Riley is an unincorporated community in Harney County, Oregon, United States, located at the crossroads of U.S. Highway 395 and U.S. Highway 20, milepost 104, about 28 mi west of Burns, the seat of Harney County. The elevation of Riley is 4226 ft. The town as of 2026 consists entirely of three service establishments with attached apartments: a post office, and a general store with gas pump. Serving travelers of US HWY 20 a small mom and pop campground offering up a RV hookup site where travelers can safely stay for a night or so. The campground and hobby farm operates solely on donations to support habitat restoration projects and animal rescue. The property also serves as a wildlife refuge. Captain Tuckers Quarters Private Campground located at 15830 US HWY 20, Riley Oregon 97758.

Farmers grow alfalfa, hay, and root crops.

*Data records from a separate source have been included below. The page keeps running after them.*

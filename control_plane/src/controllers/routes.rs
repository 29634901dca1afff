use super::{ControllerError, DeferReason, Outcome};
use crate::listener::ObjectCache;
use crate::publisher::Publisher;
use canopy_api::constants::LATEST_INSTANCE_LABEL;
use canopy_api::labels::latest_instance_labels;
use canopy_api::v1alpha1::{Application, ApplicationStatus, Instance};
use gateway_api::apis::standard::httproutes::HTTPRoute;
use kube::ResourceExt;
use std::sync::Arc;
use tracing::info;

/// True unless some route is already tagged with the hash of `latest`.
pub fn route_update_required(routes: &[Arc<HTTPRoute>], latest: &Instance) -> bool {
    !routes
        .iter()
        .any(|route| route.labels().get(LATEST_INSTANCE_LABEL) == Some(&latest.hash_of_spec))
}

/// Keeps the application's route tagged with the latest instance. Routes only
/// point at the service, so there is no readiness gate here.
pub struct RouteController {
    routes: ObjectCache<HTTPRoute>,
    publisher: Arc<dyn Publisher<HTTPRoute>>,
}

impl RouteController {
    pub fn new(routes: ObjectCache<HTTPRoute>, publisher: Arc<dyn Publisher<HTTPRoute>>) -> Self {
        Self { routes, publisher }
    }

    pub async fn reconcile(
        &self,
        application: &Application,
        status: &ApplicationStatus,
    ) -> Result<Outcome, ControllerError> {
        let Some(latest) = status.latest_instance() else {
            return Ok(Outcome::Deferred(DeferReason::NoLatestInstance));
        };

        if !route_update_required(&self.routes.by_parent(application), latest) {
            return Ok(Outcome::Unchanged);
        }

        info!(
            "Updating route of {} for instance {}",
            latest.realm_id, latest.hash_of_spec
        );
        self.publisher
            .publish(application, latest, &latest_instance_labels(latest))
            .await
            .map_err(|source| ControllerError::Publish {
                kind: "HTTPRoute",
                source,
            })?;

        Ok(Outcome::Published)
    }
}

The Oregon Department of Transportation has a camera for road and weather conditions located at the intersection of U.S. 20 and U.S. 395 in Riley, facing west-northwest.

==History==
The town began with the establishment of a post office in about 1885, and was named for stockman Amos Riley of the ranching partnership Riley and Hardin. Previously, the nearest post office was at Hardin, 75 mi northwest of Riley, so the people who lived along Silver Creek made Riley their new gathering spot. Riley's post office closed in 1919, but was reopened in 1949 after an office at Suntex was closed.

==Climate==
According to the Köppen Climate Classification system, Riley has a semi-arid climate, abbreviated "BSk" on climate maps.

==Points of interest==
- Chickahominy Reservoir
Captain Tuckers Quarters Private Campground
Location 15830 US HWY 20, Riley Oregon,97758

==Transportation==
In the 21st century, Riley is a stop on the Eastern POINT intercity bus line between Bend and Ontario. It makes one stop per day in each direction.

==Education==
The zoned K-8 school is Suntex Elementary School, which has a Riley postal address. The previous campus was destroyed in a 1978 fire.

High school students are zoned to Crane Union High School, of Harney County Union High School District 1J.

A 1975 proposal to merge the Suntex and Double O districts along with the elementary school districts of Burns (Burns ESD) and Hines, as well as the Burns high school district, was turned down by voters. The Burns and Hines elementary districts and the Burns high school district ultimately combined into Harney County School District 3 in 1989.

Circa 1978 a fire destroyed the Suntex school. A referendum on building a new school building passed with 33 in favor and 3 against, with $25,000 given by the bond.

Harney County is not in a community college district but has a "contract out of district" (COD) with Treasure Valley Community College. TVCC operates the Burns Outreach Center in Burns.